Après une journée de travail, ils ont épissé trois segments, créant ainsi un câble de 12,5 kilomètres de long. Il restera enfoui dans la neige et surveillera l'activité du Grímsvötn, un dangereux volcan islandais recouvert d'un glacier. 

Plus tard, assise dans une cabane sur la glace, l'équipe de Fichtner observe les murmures sismiques du volcan qui se trouve en dessous d'elle, qui défilent sur un écran d'ordinateur : des tremblements de terre trop petits pour être ressentis, mais facilement captés par la fibre optique. "Nous pouvions les voir juste sous nos pieds", dit-il. "Vous êtes assis là et vous sentez les battements de cœur du volcan".

Fichtner, géophysicien à l'École polytechnique fédérale de Zurich, fait partie d'un groupe de chercheurs qui utilisent la fibre optique pour prendre le pouls de notre planète. La plupart de ces travaux sont réalisés dans des endroits reculés, du sommet des volcans au fond des mers, où la surveillance traditionnelle est trop coûteuse ou difficile. Au cours des cinq dernières années, la fibre optique a commencé à faire la lumière sur les grondements sismiques, les courants océaniques et même les comportements des animaux.

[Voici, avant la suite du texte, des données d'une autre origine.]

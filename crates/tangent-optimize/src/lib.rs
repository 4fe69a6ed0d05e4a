#![doc = include_str!("../README.md")]
#![doc(issue_tracker_base_url = "https://github.com/factordynamics/tangent/issues/")]
#![cfg_attr(docsrs, feature(doc_cfg, doc_auto_cfg))]
#![warn(missing_docs)]
#![forbid(unsafe_code)]

pub mod anchors;
pub mod bounds;
pub mod error;
pub mod frontier;
pub mod objective;
pub mod optimizer;
pub mod risk_dial;
pub mod solver;

// Re-export main types
pub use anchors::{AnchorPortfolio, Anchors};
pub use bounds::{BoundOverride, Bounds};
pub use error::{OptimizeError, Result};
pub use frontier::{
    Frontier, FrontierBuilder, FrontierConfig, FrontierPoint, FrontierUpperBound,
    SamplePortfolio, frontier_curve, sample_portfolios,
};
pub use optimizer::{OptimizationResult, PortfolioOptimizer, PortfolioProblem};
pub use risk_dial::{RiskDial, RiskDialResult};
pub use solver::{AugmentedLagrangian, Solver, SolverConfig};

/// Version information.
pub const VERSION: &str = env!("CARGO_PKG_VERSION");

#[cfg(test)]
mod tests {
    use super::*;

    #[test]
    fn test_version() {
        assert!(!VERSION.is_empty());
    }
}
use geo::BoundingRect;
use rayon::prelude::*;
use rstar::AABB;
use smallvec::SmallVec;

use crate::error::Result;
use crate::geometry;
use crate::layer::Layer;

/// Absolute area floor below which an intersection is treated as a numerical
/// sliver and dropped, so boundary noise cannot leak into downstream weights.
pub const DEFAULT_SLIVER_AREA: f64 = 1e-9;

/// One positive-area intersection between a source and a target feature,
/// by positional index into the respective layers.
#[derive(Debug, Clone, Copy, PartialEq)]
pub struct OverlayEntry {
    pub source: usize,
    pub target: usize,
    pub area: f64,
}

/// The sparse pairwise-intersection relation between a source and a target
/// layer, with cached per-feature total areas.
///
/// Computed once per layer pair and reused across estimators. Entries are
/// ordered by (target, source), so recomputing on identical inputs yields an
/// identical sequence. Touching-only pairs are excluded (zero-area
/// intersection), multi-part features contribute the sum of their parts, and
/// slivers below the epsilon are dropped.
///
/// Geometry validity is enforced when the [`Layer`]s are constructed, which
/// is what makes the overlay a safe substrate for every estimator.
#[derive(Debug, Clone)]
pub struct Overlay {
    entries: Vec<OverlayEntry>,
    by_source: Vec<SmallVec<[u32; 4]>>,
    by_target: Vec<SmallVec<[u32; 4]>>,
    source_areas: Vec<f64>,
    target_areas: Vec<f64>,
}

impl Overlay {
    /// Compute the overlay with the default sliver epsilon.
    pub fn compute(sources: &Layer, targets: &Layer) -> Result<Self> {
        Self::compute_with_epsilon(sources, targets, DEFAULT_SLIVER_AREA)
    }

    /// Compute the overlay, dropping intersections with area below `epsilon`.
    ///
    /// Per-target computations are independent and run in parallel; results
    /// are collected in target order, so the output is deterministic.
    pub fn compute_with_epsilon(sources: &Layer, targets: &Layer, epsilon: f64) -> Result<Self> {
        let rows: Vec<SmallVec<[(usize, f64); 4]>> = (0..targets.len())
            .into_par_iter()
            .map(|t| {
                let geom = &targets.feature(t).geometry;
                let Some(rect) = geom.bounding_rect() else { return SmallVec::new() };
                let envelope = AABB::from_corners(rect.min().into(), rect.max().into());

                let mut row: SmallVec<[(usize, f64); 4]> = sources.query(&envelope)
                    .filter_map(|s| {
                        let area = geometry::intersection_area(&sources.feature(s).geometry, geom);
                        (area > epsilon).then_some((s, area))
                    })
                    .collect();
                // R-tree iteration order is unspecified; sort for determinism.
                row.sort_unstable_by_key(|&(s, _)| s);
                row
            })
            .collect();

        let mut entries = Vec::new();
        let mut by_source: Vec<SmallVec<[u32; 4]>> = vec![SmallVec::new(); sources.len()];
        let mut by_target: Vec<SmallVec<[u32; 4]>> = vec![SmallVec::new(); targets.len()];
        for (t, row) in rows.into_iter().enumerate() {
            for (s, area) in row {
                let idx = entries.len() as u32;
                entries.push(OverlayEntry { source: s, target: t, area });
                by_source[s].push(idx);
                by_target[t].push(idx);
            }
        }

        Ok(Self {
            entries,
            by_source,
            by_target,
            source_areas: (0..sources.len()).map(|s| sources.area(s)).collect(),
            target_areas: (0..targets.len()).map(|t| targets.area(t)).collect(),
        })
    }

    /// Number of positive-area entries.
    #[inline] pub fn len(&self) -> usize { self.entries.len() }

    /// Check if no source/target pair intersects.
    #[inline] pub fn is_empty(&self) -> bool { self.entries.is_empty() }

    /// All entries, ordered by (target, source).
    #[inline] pub fn entries(&self) -> &[OverlayEntry] { &self.entries }

    /// Number of source features in the underlying layer.
    #[inline] pub fn num_sources(&self) -> usize { self.source_areas.len() }

    /// Number of target features in the underlying layer.
    #[inline] pub fn num_targets(&self) -> usize { self.target_areas.len() }

    /// Total area of source feature `s`.
    #[inline] pub fn source_area(&self, s: usize) -> f64 { self.source_areas[s] }

    /// Total area of target feature `t`.
    #[inline] pub fn target_area(&self, t: usize) -> f64 { self.target_areas[t] }

    /// Entries intersecting source feature `s`.
    #[inline]
    pub fn entries_for_source(&self, s: usize) -> impl Iterator<Item = &OverlayEntry> + '_ {
        self.by_source[s].iter().map(|&i| &self.entries[i as usize])
    }

    /// Entries intersecting target feature `t`.
    #[inline]
    pub fn entries_for_target(&self, t: usize) -> impl Iterator<Item = &OverlayEntry> + '_ {
        self.by_target[t].iter().map(|&i| &self.entries[i as usize])
    }

    /// Intersected area of source `s` summed over all targets.
    /// Never exceeds the source area (equality when targets tile the source).
    pub fn covered_source_area(&self, s: usize) -> f64 {
        self.entries_for_source(s).map(|e| e.area).sum()
    }

    /// Intersected area of target `t` summed over all sources.
    pub fn covered_target_area(&self, t: usize) -> f64 {
        self.entries_for_target(t).map(|e| e.area).sum()
    }

    /// Fraction of target `t` covered by sources, in [0, 1].
    pub fn coverage(&self, t: usize) -> f64 {
        let area = self.target_areas[t];
        if area > 0.0 { (self.covered_target_area(t) / area).min(1.0) } else { 0.0 }
    }
}

#[cfg(test)]
mod tests {
    use super::*;
    use crate::layer::PolygonFeature;
    use geo::polygon;

    fn square(id: &str, x0: f64, y0: f64, size: f64) -> PolygonFeature {
        PolygonFeature::from_polygon(id, polygon![
            (x: x0, y: y0),
            (x: x0 + size, y: y0),
            (x: x0 + size, y: y0 + size),
            (x: x0, y: y0 + size),
        ])
    }

    fn two_by_two() -> (Layer, Layer) {
        // One 2x2 source, four 1x1 targets tiling it exactly.
        let sources = Layer::new(vec![square("s", 0.0, 0.0, 2.0)]).unwrap();
        let targets = Layer::new(vec![
            square("t00", 0.0, 0.0, 1.0),
            square("t10", 1.0, 0.0, 1.0),
            square("t01", 0.0, 1.0, 1.0),
            square("t11", 1.0, 1.0, 1.0),
        ]).unwrap();
        (sources, targets)
    }

    #[test]
    fn tiling_targets_cover_source_exactly() {
        let (sources, targets) = two_by_two();
        let overlay = Overlay::compute(&sources, &targets).unwrap();

        assert_eq!(overlay.len(), 4);
        for entry in overlay.entries() {
            assert!((entry.area - 1.0).abs() < 1e-9);
        }
        assert!((overlay.covered_source_area(0) - overlay.source_area(0)).abs() < 1e-9);
    }

    #[test]
    fn additivity_never_exceeds_source_area() {
        let sources = Layer::new(vec![square("s", 0.0, 0.0, 2.0)]).unwrap();
        // Only one quarter of the source is covered.
        let targets = Layer::new(vec![square("t", 1.0, 1.0, 1.0)]).unwrap();
        let overlay = Overlay::compute(&sources, &targets).unwrap();

        assert!(overlay.covered_source_area(0) <= overlay.source_area(0) + 1e-9);
        assert!((overlay.covered_source_area(0) - 1.0).abs() < 1e-9);
        assert!((overlay.coverage(0) - 1.0).abs() < 1e-9);
    }

    #[test]
    fn touching_only_pairs_are_excluded() {
        let sources = Layer::new(vec![square("s", 0.0, 0.0, 1.0)]).unwrap();
        let targets = Layer::new(vec![square("t", 1.0, 0.0, 1.0)]).unwrap();
        let overlay = Overlay::compute(&sources, &targets).unwrap();
        assert!(overlay.is_empty());
    }

    #[test]
    fn recomputation_is_identical() {
        let (sources, targets) = two_by_two();
        let a = Overlay::compute(&sources, &targets).unwrap();
        let b = Overlay::compute(&sources, &targets).unwrap();
        assert_eq!(a.entries(), b.entries());
    }

    #[test]
    fn slivers_below_epsilon_are_dropped() {
        let sources = Layer::new(vec![square("s", 0.0, 0.0, 1.0)]).unwrap();
        // Overlaps the source in a 1e-7 wide strip.
        let targets = Layer::new(vec![square("t", 1.0 - 1e-7, 0.0, 1.0)]).unwrap();

        let strict = Overlay::compute_with_epsilon(&sources, &targets, 1e-6).unwrap();
        assert!(strict.is_empty());

        let loose = Overlay::compute_with_epsilon(&sources, &targets, 1e-9).unwrap();
        assert_eq!(loose.len(), 1);
    }
}
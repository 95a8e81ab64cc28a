use smallvec::SmallVec;
use tracing::warn;

use crate::error::Result;
use crate::layer::Layer;
use crate::overlay::Overlay;

/// A sparse source→target redistribution weight matrix derived from an
/// [`Overlay`]. Each weight lies in [0, 1].
///
/// Two derivations exist, matching the two variable kinds:
///
/// * [`WeightMatrix::extensive`] — `w(s,t) = area(s∩t) / area(s)`, the
///   fraction of the source falling inside the target. Redistribution with
///   these weights conserves mass for sources fully covered by targets
///   (uniform-density assumption within each source).
/// * [`WeightMatrix::intensive`] — `w(s,t) = area(s∩t) / area(t)`, the
///   fraction of the target covered by the source. Redistribution computes an
///   area-weighted mean, appropriate for densities and rates.
///
/// Per-target incoming weights need not sum to 1: partial coverage shows up
/// as a deficit and is reported as a coverage gap, never papered over.
#[derive(Debug, Clone)]
pub struct WeightMatrix {
    /// (source, target, weight), aligned with the overlay entry order.
    entries: Vec<(usize, usize, f64)>,
    by_target: Vec<SmallVec<[u32; 4]>>,
    num_sources: usize,
}

impl WeightMatrix {
    /// Area-proportional weights for extensive variables (counts, masses).
    pub fn extensive(overlay: &Overlay) -> Self {
        Self::build(overlay, |entry| entry.area / overlay.source_area(entry.source))
    }

    /// Target-share weights for intensive variables (densities, rates).
    pub fn intensive(overlay: &Overlay) -> Self {
        Self::build(overlay, |entry| entry.area / overlay.target_area(entry.target))
    }

    fn build(overlay: &Overlay, weight: impl Fn(&crate::overlay::OverlayEntry) -> f64) -> Self {
        let mut entries = Vec::with_capacity(overlay.len());
        let mut by_target: Vec<SmallVec<[u32; 4]>> = vec![SmallVec::new(); overlay.num_targets()];
        for entry in overlay.entries() {
            let idx = entries.len() as u32;
            entries.push((entry.source, entry.target, weight(entry)));
            by_target[entry.target].push(idx);
        }
        Self { entries, by_target, num_sources: overlay.num_sources() }
    }

    /// Number of nonzero weights.
    #[inline] pub fn len(&self) -> usize { self.entries.len() }

    /// Check if the matrix has no nonzero weights.
    #[inline] pub fn is_empty(&self) -> bool { self.entries.is_empty() }

    /// Weight from source `s` to target `t` (0.0 if the pair is absent).
    pub fn weight(&self, s: usize, t: usize) -> f64 {
        self.incoming(t).find(|&(source, _)| source == s).map_or(0.0, |(_, w)| w)
    }

    /// Incoming (source, weight) pairs for target `t`.
    #[inline]
    pub fn incoming(&self, t: usize) -> impl Iterator<Item = (usize, f64)> + '_ {
        self.by_target[t].iter().map(|&i| {
            let (s, _, w) = self.entries[i as usize];
            (s, w)
        })
    }

    /// Sum of outgoing weights of source `s` over all targets. Equals 1 when
    /// the targets fully tile the source, less under partial coverage.
    pub fn outgoing_total(&self, s: usize) -> f64 {
        self.entries.iter()
            .filter(|&&(source, _, _)| source == s)
            .map(|&(_, _, w)| w)
            .sum()
    }

    /// Redistribute per-source `values` onto targets:
    /// `out[t] = Σ_s w(s,t)·values[s]`. Targets with no incoming weight get 0.
    pub fn redistribute(&self, values: &[f64]) -> Vec<f64> {
        assert_eq!(values.len(), self.num_sources, "one value per source required");
        (0..self.by_target.len())
            .map(|t| self.incoming(t).map(|(s, w)| w * values[s]).sum())
            .collect()
    }
}

/// Overlay-area-weighted average of source-side covariate columns at each
/// target: the covariate surface a fitted model is evaluated on.
///
/// Returns one row per target in layer order. Rows for targets with no
/// overlap are filled with NaN; callers must consult the overlay's coverage
/// before evaluating a model there (estimators mark such targets uncovered
/// and never read the NaN row).
pub fn aggregate_covariates(
    overlay: &Overlay,
    sources: &Layer,
    columns: &[String],
) -> Result<Vec<Vec<f64>>> {
    let series: Vec<Vec<f64>> = columns.iter()
        .map(|c| sources.column(c))
        .collect::<Result<_>>()?;

    let mut rows = Vec::with_capacity(overlay.num_targets());
    for t in 0..overlay.num_targets() {
        let total: f64 = overlay.entries_for_target(t).map(|e| e.area).sum();
        if total <= 0.0 {
            warn!(target_index = t, "no overlap: covariates undefined for target");
            rows.push(vec![f64::NAN; columns.len()]);
            continue;
        }
        let row = series.iter()
            .map(|values| {
                overlay.entries_for_target(t)
                    .map(|e| e.area * values[e.source])
                    .sum::<f64>() / total
            })
            .collect();
        rows.push(row);
    }
    Ok(rows)
}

La calotte glaciaire de Grímsvötn, par exemple, repose sur un lac d'eau dégelé par la chaleur du volcan. Les données du nouveau câble révèlent que le champ de glace flottant sert de haut-parleur naturel, amplifiant les secousses provenant du dessous. Ces travaux suggèrent une nouvelle façon d'écouter l'activité des volcans recouverts de glace, et donc de capter les secousses qui pourraient annoncer des éruptions.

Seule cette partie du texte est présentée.